The fir and pine trees millions of people deck out for the holidays each year—known as conifers—may need all that decoration to make up for their internal shortcomings: The "pipes" they use to distribute water are 10 times shorter than those in flowering trees.
So scientists say conifers should therefore have been driven to extinction millions of years ago by flowering trees and plants, also known as angiosperms, whose plumbing systems are much more efficient.
Yet not only did conifers survive, they thrived: Entire forests in North America are made up of conifers, and both the oldest trees (Bristlecone pines) and the tallest trees (redwoods) are conifers.
So what is the secret to the conifers' survival and success? More efficient valves, a new study finds.
Conifer trees carry water up their woody trunks using tiny, single-celled parallel pipes called “tracheids,” which are about one-eighth of an inch long. In flowering trees, the pipes are made up of several cells and are about 10 times longer.
As a result, water moving up through an evergreen must pass through 10 times as many valves—places where the pipes connect.
To figure out why this is not a problem, researchers measured water flow through twigs from 18 species of conifers and 29 species of angiosperms. To their surprise, they found that for pipes of a given diameter, resistance to water flow in conifers was essentially the same as that in flowering trees.

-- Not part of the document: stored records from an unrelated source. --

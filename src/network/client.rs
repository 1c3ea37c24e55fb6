//! Client API
//!
//! Request/response operations for applications running on top of a peer.
//! Each call waits for its correlated Value or Ack with the configured
//! request timeout.

use std::sync::Arc;
use std::time::Duration;
use thiserror::Error;
use uuid::Uuid;

use super::callbacks::{CallbackError, Reply};
use super::peer::Peer;
use crate::protocol::{Message, ObjectRef, ObjectSnapshot, PropertyMap, Value};
use crate::repository::{RepositoryError, Stamp};

/// Client errors
#[derive(Error, Debug)]
pub enum ClientError {
    #[error("Request failed: {0}")]
    Callback(#[from] CallbackError),

    #[error("Repository error: {0}")]
    Repository(#[from] RepositoryError),

    #[error("Unexpected reply: {0:?}")]
    UnexpectedReply(Reply),
}

pub type ClientResult<T> = Result<T, ClientError>;

/// Application handle on a running peer
#[derive(Clone)]
pub struct Client {
    peer: Arc<Peer>,
}

impl Client {
    pub fn new(peer: Arc<Peer>) -> Self {
        Self { peer }
    }

    pub fn peer(&self) -> &Arc<Peer> {
        &self.peer
    }

    /// Create an object owned by this peer and push it to everyone
    pub async fn create_object(
        &self,
        object_type: &str,
        user: Uuid,
        data: PropertyMap,
    ) -> ClientResult<ObjectRef> {
        let now = self.peer.now();
        let snapshot = ObjectSnapshot {
            id: Uuid::new_v4(),
            device: self.peer.id(),
            object_type: object_type.to_string(),
            user,
            created: now,
            last_modified: now,
            data,
        };
        let object = ObjectRef::new(snapshot.id, snapshot.device);

        self.peer
            .repository()
            .object_created(snapshot.clone(), self.peer.id())
            .await?;
        self.peer.broadcast(Message::Update(snapshot)).await;
        Ok(object)
    }

    /// Delete an object everywhere. The local copy, if any, is tombstoned
    /// first; the Delete goes out either way.
    pub async fn delete_object(&self, object: Uuid) -> ClientResult<()> {
        let time = self.peer.now();
        let repository = self.peer.repository();
        if repository.contains(&object).await {
            repository.object_deleted(&object, time).await?;
        }
        self.peer.broadcast(Message::Delete { object, time }).await;
        Ok(())
    }

    /// Read a property from the object's owner
    pub async fn get(&self, object: ObjectRef, tx: Option<Uuid>, key: &str) -> ClientResult<Value> {
        if object.owner == self.peer.id() {
            let value = self
                .peer
                .repository()
                .get_property(&object.id, tx.as_ref(), key)
                .await?;
            return Ok(value);
        }

        let message = Message::Get {
            object,
            time: self.peer.now(),
            tx,
            key: key.to_string(),
        };
        match self.peer.request(object.owner, message).await? {
            Reply::Value(value) => Ok(value),
            other => Err(ClientError::UnexpectedReply(other)),
        }
    }

    /// Write a property at the object's owner
    pub async fn set(
        &self,
        object: ObjectRef,
        tx: Option<Uuid>,
        key: &str,
        value: Value,
    ) -> ClientResult<()> {
        let time = self.peer.now();
        if object.owner == self.peer.id() {
            let stamp = Stamp::new(time, self.peer.id());
            self.peer
                .repository()
                .set_property(&object.id, stamp, tx, key.to_string(), value)
                .await?;
            return Ok(());
        }

        let message = Message::Set {
            object,
            time,
            tx,
            key: key.to_string(),
            value,
        };
        match self.peer.request(object.owner, message).await? {
            Reply::Ack(_) => Ok(()),
            other => Err(ClientError::UnexpectedReply(other)),
        }
    }

    /// Open a transaction on `owner`
    pub async fn begin_transaction(&self, owner: Uuid, timeout: Duration) -> ClientResult<Uuid> {
        if owner == self.peer.id() {
            return Ok(self.peer.repository().begin_transaction(timeout).await);
        }

        let message = Message::BeginTx {
            recipient: owner,
            timeout_ms: i64::try_from(timeout.as_millis()).unwrap_or(i64::MAX),
        };
        let reply = self.peer.request(owner, message).await?;
        let parsed = match &reply {
            Reply::Ack(data) => data.as_text().and_then(|id| id.parse::<Uuid>().ok()),
            Reply::Value(_) => None,
        };
        parsed.ok_or(ClientError::UnexpectedReply(reply))
    }

    /// Finalize a transaction on `owner`
    pub async fn commit(&self, owner: Uuid, tx: Uuid) -> ClientResult<()> {
        if owner == self.peer.id() {
            self.peer.repository().complete(&tx).await?;
            self.peer.announce_committed(tx, None).await;
            return Ok(());
        }

        let message = Message::Commit {
            recipient: owner,
            tx,
        };
        match self.peer.request(owner, message).await? {
            Reply::Ack(_) => Ok(()),
            other => Err(ClientError::UnexpectedReply(other)),
        }
    }
}

#[cfg(test)]
mod tests {
    use super::*;
    use crate::network::test_support::*;
    use crate::network::{NetworkConfig, Outbound, PeerDirectory, PeerInfo, Target};
    use crate::replication::dispatch;
    use crate::repository::MemoryRepository;
    use tokio::sync::mpsc;

    struct Side {
        peer: Arc<Peer>,
        rx: mpsc::Receiver<Outbound>,
        info: PeerInfo,
    }

    /// Two peers that list each other, with `request_timeout` on both
    fn pair(request_timeout: Duration) -> (Side, Side) {
        let (a_id, b_id) = (Uuid::new_v4(), Uuid::new_v4());
        let (a_info, b_info) = (info(a_id, 6101), info(b_id, 6102));
        let config = NetworkConfig {
            request_timeout,
            ..Default::default()
        };
        let side = |id: Uuid, me: PeerInfo, other: PeerInfo| {
            let (peer, rx) = Peer::new(
                id,
                "test".into(),
                config.clone(),
                Arc::new(MemoryRepository::new()),
                PeerDirectory::with_peers([other]),
            );
            Side {
                peer: Arc::new(peer),
                rx,
                info: me,
            }
        };
        (
            side(a_id, a_info.clone(), b_info.clone()),
            side(b_id, b_info, a_info),
        )
    }

    /// Wait for `from` to queue something, then deliver all of it to `to`
    async fn relay(from: &mut Side, to: &Side) -> Vec<Outbound> {
        let first = from.rx.recv().await.unwrap();
        let mut out = vec![first];
        out.extend(drain(&mut from.rx));
        for item in &out {
            dispatch(&to.peer, item.envelope.clone(), &from.info).await;
        }
        out
    }

    /// An object owned by `side`, held only there
    async fn remote_object(side: &Side, data: PropertyMap) -> ObjectRef {
        let now = side.peer.now();
        let snapshot = ObjectSnapshot {
            id: Uuid::new_v4(),
            device: side.peer.id(),
            object_type: "note".into(),
            user: Uuid::nil(),
            created: now,
            last_modified: now,
            data,
        };
        let object = ObjectRef::new(snapshot.id, snapshot.device);
        side.peer
            .repository()
            .object_created(snapshot, side.peer.id())
            .await
            .unwrap();
        object
    }

    #[tokio::test]
    async fn test_create_object_broadcasts_update() {
        let (peer, mut rx) = peer();
        let client = Client::new(Arc::new(peer));

        let mut data = PropertyMap::new();
        data.insert("title".into(), Value::from("hello"));
        let object = client.create_object("note", Uuid::new_v4(), data).await.unwrap();

        assert_eq!(object.owner, client.peer().id());
        assert!(client.peer().repository().contains(&object.id).await);

        let out = drain(&mut rx);
        assert_eq!(out.len(), 1);
        assert!(matches!(out[0].target, Target::Broadcast));
        match &out[0].envelope.message {
            Message::Update(snapshot) => assert_eq!(snapshot.id, object.id),
            other => panic!("expected Update, got {:?}", other),
        }
    }

    #[tokio::test]
    async fn test_local_get_and_set() {
        let (peer, _rx) = peer();
        let client = Client::new(Arc::new(peer));
        let object = client
            .create_object("note", Uuid::new_v4(), PropertyMap::new())
            .await
            .unwrap();

        client.set(object, None, "k", Value::from(4i32)).await.unwrap();
        assert_eq!(client.get(object, None, "k").await.unwrap(), Value::from(4i32));
    }

    #[tokio::test]
    async fn test_local_transaction() {
        let (peer, _rx) = peer();
        let client = Client::new(Arc::new(peer));
        let me = client.peer().id();
        let object = client
            .create_object("note", Uuid::new_v4(), PropertyMap::new())
            .await
            .unwrap();
        let mut committed = client.peer().subscribe_committed();

        let tx = client
            .begin_transaction(me, Duration::from_secs(5))
            .await
            .unwrap();
        client.set(object, Some(tx), "k", Value::from("staged")).await.unwrap();
        assert_eq!(client.get(object, None, "k").await.unwrap(), Value::Null);

        client.commit(me, tx).await.unwrap();
        assert_eq!(client.get(object, None, "k").await.unwrap(), Value::from("staged"));
        assert_eq!(committed.recv().await.unwrap(), tx);
    }

    #[tokio::test]
    async fn test_delete_object() {
        let (peer, mut rx) = peer();
        let client = Client::new(Arc::new(peer));
        let object = client
            .create_object("note", Uuid::new_v4(), PropertyMap::new())
            .await
            .unwrap();
        client.delete_object(object.id).await.unwrap();

        let stored = client.peer().repository().get_object(&object.id).await.unwrap();
        assert!(stored.is_deleted());
        let out = drain(&mut rx);
        assert!(matches!(out.last().unwrap().envelope.message, Message::Delete { .. }));
    }

    #[tokio::test]
    async fn test_delete_of_unheld_object_still_broadcasts() {
        let (peer, mut rx) = peer();
        let client = Client::new(Arc::new(peer));
        let object = Uuid::new_v4();

        client.delete_object(object).await.unwrap();

        assert!(!client.peer().repository().contains(&object).await);
        let out = drain(&mut rx);
        assert!(matches!(out[0].target, Target::Broadcast));
        assert!(matches!(out[0].envelope.message, Message::Delete { object: o, .. } if o == object));
    }

    #[tokio::test]
    async fn test_remote_get() {
        let (mut a, mut b) = pair(Duration::from_secs(5));
        let mut data = PropertyMap::new();
        data.insert("title".into(), Value::from("remote"));
        let object = remote_object(&b, data).await;

        let client = Client::new(a.peer.clone());
        let call = tokio::spawn(async move { client.get(object, None, "title").await });
        relay(&mut a, &b).await;
        relay(&mut b, &a).await;

        assert_eq!(call.await.unwrap().unwrap(), Value::from("remote"));
        assert_eq!(a.peer.callbacks().len().await, 0);
    }

    #[tokio::test]
    async fn test_remote_set_is_acked_and_applied() {
        let (mut a, mut b) = pair(Duration::from_secs(5));
        let object = remote_object(&b, PropertyMap::new()).await;

        let client = Client::new(a.peer.clone());
        let call = tokio::spawn(async move { client.set(object, None, "k", Value::from(7i64)).await });
        relay(&mut a, &b).await;
        let replies = relay(&mut b, &a).await;

        call.await.unwrap().unwrap();
        assert!(matches!(replies[0].envelope.message, Message::Ack { .. }));
        let stored = b.peer.repository().get_property(&object.id, None, "k").await.unwrap();
        assert_eq!(stored, Value::from(7i64));
    }

    #[tokio::test]
    async fn test_remote_transaction_commit() {
        let (mut a, mut b) = pair(Duration::from_secs(5));
        let owner = b.peer.id();
        let object = remote_object(&b, PropertyMap::new()).await;
        let mut committed = a.peer.subscribe_committed();
        let client = Client::new(a.peer.clone());

        let begin = {
            let client = client.clone();
            tokio::spawn(async move { client.begin_transaction(owner, Duration::from_secs(5)).await })
        };
        relay(&mut a, &b).await;
        relay(&mut b, &a).await;
        let tx = begin.await.unwrap().unwrap();
        assert!(b.peer.repository().has_transaction(&tx).await);

        let set = {
            let client = client.clone();
            tokio::spawn(async move { client.set(object, Some(tx), "k", Value::from("staged")).await })
        };
        relay(&mut a, &b).await;
        relay(&mut b, &a).await;
        set.await.unwrap().unwrap();
        let visible = b.peer.repository().get_property(&object.id, None, "k").await.unwrap();
        assert_eq!(visible, Value::Null);

        let commit = tokio::spawn(async move { client.commit(owner, tx).await });
        relay(&mut a, &b).await;
        let replies = relay(&mut b, &a).await;
        commit.await.unwrap().unwrap();

        assert!(replies
            .iter()
            .any(|o| o.envelope.message == Message::Committed { recipient: a.peer.id(), tx }));
        let applied = b.peer.repository().get_property(&object.id, None, "k").await.unwrap();
        assert_eq!(applied, Value::from("staged"));
        assert!(!b.peer.repository().has_transaction(&tx).await);
        assert_eq!(committed.recv().await.unwrap(), tx);
    }

    #[tokio::test]
    async fn test_remote_request_times_out() {
        let timeout = Duration::from_millis(20);
        let (a, b) = pair(timeout);
        let object = remote_object(&b, PropertyMap::new()).await;

        let client = Client::new(a.peer.clone());
        match client.get(object, None, "k").await {
            Err(ClientError::Callback(CallbackError::Timeout(_, waited))) => {
                assert_eq!(waited, timeout)
            }
            other => panic!("expected a timeout, got {:?}", other),
        }
        assert_eq!(a.peer.callbacks().len().await, 0);
    }
}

It turns out that although conifers having shorter pipes—something that should make water flow more difficult—their valves are much more efficient. Angiosperms, in contrast, have longer, more efficient pipes, but less efficient valves.
The finding is detailed in the Dec. 23 issue of the journal Science.
Conifers and angiosperms evolved two solutions to the same problem, said study leader John Sperry, a biologist from the University of Utah.
"The evolution of the specialized valve and the specialized [pipe] are both ways of achieving more efficient water transport within a tree," Sperry said.
If conifers hadn't evolved this efficient valve system, they would have been at a tremendous disadvantage in the competition for water, in which case your Christmas tree might have had flowers.